* **EXERCISE DESCRIPTION**: For each entry that follows, write out an identical copy.

........

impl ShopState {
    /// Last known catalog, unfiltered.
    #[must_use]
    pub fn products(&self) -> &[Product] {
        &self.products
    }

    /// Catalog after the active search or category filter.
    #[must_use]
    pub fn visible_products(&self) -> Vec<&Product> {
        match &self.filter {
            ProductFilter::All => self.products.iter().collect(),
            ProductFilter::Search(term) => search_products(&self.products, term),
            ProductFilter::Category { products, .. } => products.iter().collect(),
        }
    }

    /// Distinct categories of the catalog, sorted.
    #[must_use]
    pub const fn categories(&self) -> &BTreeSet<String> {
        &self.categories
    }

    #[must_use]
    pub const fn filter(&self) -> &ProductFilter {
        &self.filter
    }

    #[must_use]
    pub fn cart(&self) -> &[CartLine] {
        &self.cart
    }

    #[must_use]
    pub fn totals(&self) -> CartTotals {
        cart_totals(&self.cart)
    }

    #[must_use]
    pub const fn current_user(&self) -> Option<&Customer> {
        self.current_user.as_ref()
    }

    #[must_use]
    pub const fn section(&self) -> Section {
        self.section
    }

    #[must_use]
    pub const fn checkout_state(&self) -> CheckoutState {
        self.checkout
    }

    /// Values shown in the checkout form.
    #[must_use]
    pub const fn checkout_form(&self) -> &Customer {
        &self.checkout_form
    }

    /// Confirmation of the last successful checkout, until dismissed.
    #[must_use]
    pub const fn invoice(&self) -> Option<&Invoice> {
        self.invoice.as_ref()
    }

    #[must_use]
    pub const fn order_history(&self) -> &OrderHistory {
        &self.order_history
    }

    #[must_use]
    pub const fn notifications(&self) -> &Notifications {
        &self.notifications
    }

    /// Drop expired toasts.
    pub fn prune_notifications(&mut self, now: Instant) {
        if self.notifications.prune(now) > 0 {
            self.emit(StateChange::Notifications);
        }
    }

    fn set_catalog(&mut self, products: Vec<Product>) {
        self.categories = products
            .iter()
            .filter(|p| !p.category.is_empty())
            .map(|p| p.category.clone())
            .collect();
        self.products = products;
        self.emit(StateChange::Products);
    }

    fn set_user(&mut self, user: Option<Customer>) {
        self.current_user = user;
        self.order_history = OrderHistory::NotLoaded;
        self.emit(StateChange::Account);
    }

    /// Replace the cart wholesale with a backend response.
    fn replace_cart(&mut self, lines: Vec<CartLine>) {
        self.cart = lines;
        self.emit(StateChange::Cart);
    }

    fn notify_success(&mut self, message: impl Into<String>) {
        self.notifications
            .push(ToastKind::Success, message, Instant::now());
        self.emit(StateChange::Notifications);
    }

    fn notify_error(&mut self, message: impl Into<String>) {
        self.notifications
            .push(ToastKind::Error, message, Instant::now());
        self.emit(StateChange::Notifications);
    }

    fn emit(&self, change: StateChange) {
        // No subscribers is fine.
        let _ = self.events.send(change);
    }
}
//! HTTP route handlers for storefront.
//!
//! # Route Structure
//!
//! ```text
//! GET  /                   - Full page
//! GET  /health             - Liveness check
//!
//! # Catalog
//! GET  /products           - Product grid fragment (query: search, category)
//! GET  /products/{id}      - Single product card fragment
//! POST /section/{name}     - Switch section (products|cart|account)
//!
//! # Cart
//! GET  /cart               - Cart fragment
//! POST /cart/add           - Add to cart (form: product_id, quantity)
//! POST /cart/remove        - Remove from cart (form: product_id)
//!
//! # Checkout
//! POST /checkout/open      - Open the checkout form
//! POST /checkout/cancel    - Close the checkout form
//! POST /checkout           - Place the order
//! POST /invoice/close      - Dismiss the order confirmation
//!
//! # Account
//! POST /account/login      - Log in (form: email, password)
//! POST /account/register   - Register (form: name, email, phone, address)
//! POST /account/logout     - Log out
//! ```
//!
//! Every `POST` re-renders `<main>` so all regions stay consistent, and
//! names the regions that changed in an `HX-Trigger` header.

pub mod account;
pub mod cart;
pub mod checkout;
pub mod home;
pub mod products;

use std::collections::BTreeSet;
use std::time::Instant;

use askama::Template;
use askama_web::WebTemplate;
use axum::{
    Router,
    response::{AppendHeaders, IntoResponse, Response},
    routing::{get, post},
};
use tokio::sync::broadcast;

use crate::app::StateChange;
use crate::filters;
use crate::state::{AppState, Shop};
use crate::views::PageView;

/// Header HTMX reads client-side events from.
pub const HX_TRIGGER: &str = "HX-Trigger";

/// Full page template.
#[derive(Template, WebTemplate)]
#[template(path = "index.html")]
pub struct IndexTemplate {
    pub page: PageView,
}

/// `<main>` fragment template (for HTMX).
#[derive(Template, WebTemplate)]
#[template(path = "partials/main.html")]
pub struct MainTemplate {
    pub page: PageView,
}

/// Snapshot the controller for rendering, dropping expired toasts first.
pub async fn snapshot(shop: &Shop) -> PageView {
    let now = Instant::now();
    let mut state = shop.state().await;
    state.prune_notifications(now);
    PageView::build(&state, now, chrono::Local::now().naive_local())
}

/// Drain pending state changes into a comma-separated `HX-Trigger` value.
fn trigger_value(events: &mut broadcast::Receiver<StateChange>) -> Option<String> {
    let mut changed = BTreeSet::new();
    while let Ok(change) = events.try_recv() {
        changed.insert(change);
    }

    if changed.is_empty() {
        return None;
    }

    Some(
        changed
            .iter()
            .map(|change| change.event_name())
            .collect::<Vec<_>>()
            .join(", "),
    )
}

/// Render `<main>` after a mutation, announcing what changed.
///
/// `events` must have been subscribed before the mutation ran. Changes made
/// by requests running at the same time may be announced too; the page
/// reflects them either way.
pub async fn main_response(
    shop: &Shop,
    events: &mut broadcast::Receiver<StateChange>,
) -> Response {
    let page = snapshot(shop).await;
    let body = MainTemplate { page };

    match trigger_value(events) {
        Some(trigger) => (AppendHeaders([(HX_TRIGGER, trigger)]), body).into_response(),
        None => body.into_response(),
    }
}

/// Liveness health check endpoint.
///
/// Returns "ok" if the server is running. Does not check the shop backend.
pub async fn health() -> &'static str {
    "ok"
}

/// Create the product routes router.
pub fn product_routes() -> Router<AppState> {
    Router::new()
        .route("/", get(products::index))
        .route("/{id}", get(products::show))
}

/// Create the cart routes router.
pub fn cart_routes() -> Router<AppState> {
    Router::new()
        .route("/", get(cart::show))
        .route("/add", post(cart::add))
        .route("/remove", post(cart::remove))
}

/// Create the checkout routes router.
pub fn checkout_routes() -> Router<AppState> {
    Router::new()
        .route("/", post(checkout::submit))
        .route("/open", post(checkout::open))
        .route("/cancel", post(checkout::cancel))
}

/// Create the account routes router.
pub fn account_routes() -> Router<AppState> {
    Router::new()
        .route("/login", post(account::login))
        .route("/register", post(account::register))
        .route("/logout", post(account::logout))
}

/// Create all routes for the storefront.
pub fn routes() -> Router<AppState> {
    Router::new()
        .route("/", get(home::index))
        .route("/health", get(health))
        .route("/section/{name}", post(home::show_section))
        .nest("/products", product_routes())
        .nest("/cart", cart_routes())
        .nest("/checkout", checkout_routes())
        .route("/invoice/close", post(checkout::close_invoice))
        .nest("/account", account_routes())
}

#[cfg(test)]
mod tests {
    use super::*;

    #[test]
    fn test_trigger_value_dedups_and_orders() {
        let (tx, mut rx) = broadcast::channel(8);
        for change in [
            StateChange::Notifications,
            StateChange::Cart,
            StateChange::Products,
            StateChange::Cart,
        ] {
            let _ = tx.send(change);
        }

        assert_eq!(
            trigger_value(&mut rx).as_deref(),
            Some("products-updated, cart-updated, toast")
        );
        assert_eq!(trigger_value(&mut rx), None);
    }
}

........

* **YOUR RESPONSE**:
impl ShopState {
    /// Last known catalog, unfiltered.
    #[must_use]
    pub fn products(&self) -> &[Product] {
        &self.products
    }

    /// Catalog after the active search or category filter.
    #[must_use]
    pub fn visible_products(&self) -> Vec<&Product> {
        match &self.filter {
            ProductFilter::All => self.products.iter().collect(),
            ProductFilter::Search(term) => search_products(&self.products, term),
            ProductFilter::Category { products, .. } => products.iter().collect(),
        }
    }

    /// Distinct categories of the catalog, sorted.
    #[must_use]
    pub const fn categories(&self) -> &BTreeSet<String> {
        &self.categories
    }

    #[must_use]
    pub const fn filter(&self) -> &ProductFilter {
        &self.filter
    }

    #[must_use]
    pub fn cart(&self) -> &[CartLine] {
        &self.cart
    }

    #[must_use]
    pub fn totals(&self) -> CartTotals {
        cart_totals(&self.cart)
    }

    #[must_use]
    pub const fn current_user(&self) -> Option<&Customer> {
        self.current_user.as_ref()
    }

    #[must_use]
    pub const fn section(&self) -> Section {
        self.section
    }

    #[must_use]
    pub const fn checkout_state(&self) -> CheckoutState {
        self.checkout
    }

    /// Values shown in the checkout form.
    #[must_use]
    pub const fn checkout_form(&self) -> &Customer {
        &self.checkout_form
    }

    /// Confirmation of the last successful checkout, until dismissed.
    #[must_use]
    pub const fn invoice(&self) -> Option<&Invoice> {
        self.invoice.as_ref()
    }

    #[must_use]
    pub const fn order_history(&self) -> &OrderHistory {
        &self.order_history
    }

    #[must_use]
    pub const fn notifications(&self) -> &Notifications {
        &self.notifications
    }

    /// Drop expired toasts.
    pub fn prune_notifications(&mut self, now: Instant) {
        if self.notifications.prune(now) > 0 {
            self.emit(StateChange::Notifications);
        }
    }

    fn set_catalog(&mut self, products: Vec<Product>) {
        self.categories = products
            .iter()
            .filter(|p| !p.category.is_empty())
            .map(|p| p.category.clone())
            .collect();
        self.products = products;
        self.emit(StateChange::Products);
    }

    fn set_user(&mut self, user: Option<Customer>) {
        self.current_user = user;
        self.order_history = OrderHistory::NotLoaded;
        self.emit(StateChange::Account);
    }

    /// Replace the cart wholesale with a backend response.
    fn replace_cart(&mut self, lines: Vec<CartLine>) {
        self.cart = lines;
        self.emit(StateChange::Cart);
    }

    fn notify_success(&mut self, message: impl Into<String>) {
        self.notifications
            .push(ToastKind::Success, message, Instant::now());
        self.emit(StateChange::Notifications);
    }

    fn notify_error(&mut self, message: impl Into<String>) {
        self.notifications
            .push(ToastKind::Error, message, Instant::now());
        self.emit(StateChange::Notifications);
    }

    fn emit(&self, change: StateChange) {
        // No subscribers is fine.
        let _ = self.events.send(change);
    }
}
//! HTTP route handlers for storefront.
//!
//! # Route Structure
//!
//! ```text
//! GET  /                   - Full page
//! GET  /health             - Liveness check
//!
//! # Catalog
//! GET  /products           - Product grid fragment (query: search, category)
//! GET  /products/{id}      - Single product card fragment
//! POST /section/{name}     - Switch section (products|cart|account)
//!
//! # Cart
//! GET  /cart               - Cart fragment
//! POST /cart/add           - Add to cart (form: product_id, quantity)
//! POST /cart/remove        - Remove from cart (form: product_id)
//!
//! # Checkout
//! POST /checkout/open      - Open the checkout form
//! POST /checkout/cancel    - Close the checkout form
//! POST /checkout           - Place the order
//! POST /invoice/close      - Dismiss the order confirmation
//!
//! # Account
//! POST /account/login      - Log in (form: email, password)
//! POST /account/register   - Register (form: name, email, phone, address)
//! POST /account/logout     - Log out
//! ```
//!
//! Every `POST` re-renders `<main>` so all regions stay consistent, and
//! names the regions that changed in an `HX-Trigger` header.

pub mod account;
pub mod cart;
pub mod checkout;
pub mod home;
pub mod products;

use std::collections::BTreeSet;
use std::time::Instant;

use askama::Template;
use askama_web::WebTemplate;
use axum::{
    Router,
    response::{AppendHeaders, IntoResponse, Response},
    routing::{get, post},
};
use tokio::sync::broadcast;

use crate::app::StateChange;
use crate::filters;
use crate::state::{AppState, Shop};
use crate::views::PageView;

/// Header HTMX reads client-side events from.
pub const HX_TRIGGER: &str = "HX-Trigger";

/// Full page template.
#[derive(Template, WebTemplate)]
#[template(path = "index.html")]
pub struct IndexTemplate {
    pub page: PageView,
}

/// `<main>` fragment template (for HTMX).
#[derive(Template, WebTemplate)]
#[template(path = "partials/main.html")]
pub struct MainTemplate {
    pub page: PageView,
}

/// Snapshot the controller for rendering, dropping expired toasts first.
pub async fn snapshot(shop: &Shop) -> PageView {
    let now = Instant::now();
    let mut state = shop.state().await;
    state.prune_notifications(now);
    PageView::build(&state, now, chrono::Local::now().naive_local())
}

/// Drain pending state changes into a comma-separated `HX-Trigger` value.
fn trigger_value(events: &mut broadcast::Receiver<StateChange>) -> Option<String> {
    let mut changed = BTreeSet::new();
    while let Ok(change) = events.try_recv() {
        changed.insert(change);
    }

    if changed.is_empty() {
        return None;
    }

    Some(
        changed
            .iter()
            .map(|change| change.event_name())
            .collect::<Vec<_>>()
            .join(", "),
    )
}

/// Render `<main>` after a mutation, announcing what changed.
///
/// `events` must have been subscribed before the mutation ran. Changes made
/// by requests running at the same time may be announced too; the page
/// reflects them either way.
pub async fn main_response(
    shop: &Shop,
    events: &mut broadcast::Receiver<StateChange>,
) -> Response {
    let page = snapshot(shop).await;
    let body = MainTemplate { page };

    match trigger_value(events) {
        Some(trigger) => (AppendHeaders([(HX_TRIGGER, trigger)]), body).into_response(),
        None => body.into_response(),
    }
}

/// Liveness health check endpoint.
///
/// Returns "ok" if the server is running. Does not check the shop backend.
pub async fn health() -> &'static str {
    "ok"
}

/// Create the product routes router.
pub fn product_routes() -> Router<AppState> {
    Router::new()
        .route("/", get(products::index))
        .route("/{id}", get(products::show))
}

/// Create the cart routes router.
pub fn cart_routes() -> Router<AppState> {
    Router::new()
        .route("/", get(cart::show))
        .route("/add", post(cart::add))
        .route("/remove", post(cart::remove))
}

/// Create the checkout routes router.
pub fn checkout_routes() -> Router<AppState> {
    Router::new()
        .route("/", post(checkout::submit))
        .route("/open", post(checkout::open))
        .route("/cancel", post(checkout::cancel))
}

/// Create the account routes router.
pub fn account_routes() -> Router<AppState> {
    Router::new()
        .route("/login", post(account::login))
        .route("/register", post(account::register))
        .route("/logout", post(account::logout))
}

/// Create all routes for the storefront.
pub fn routes() -> Router<AppState> {
    Router::new()
        .route("/", get(home::index))
        .route("/health", get(health))
        .route("/section/{name}", post(home::show_section))
        .nest("/products", product_routes())
        .nest("/cart", cart_routes())
        .nest("/checkout", checkout_routes())
        .route("/invoice/close", post(checkout::close_invoice))
        .nest("/account", account_routes())
}

#[cfg(test)]
mod tests {
    use super::*;

    #[test]
    fn test_trigger_value_dedups_and_orders() {
        let (tx, mut rx) = broadcast::channel(8);
        for change in [
            StateChange::Notifications,
            StateChange::Cart,
            StateChange::Products,
            StateChange::Cart,
        ] {
            let _ = tx.send(change);
        }

        assert_eq!(
            trigger_value(&mut rx).as_deref(),
            Some("products-updated, cart-updated, toast")
        );
        assert_eq!(trigger_value(&mut rx), None);
    }
}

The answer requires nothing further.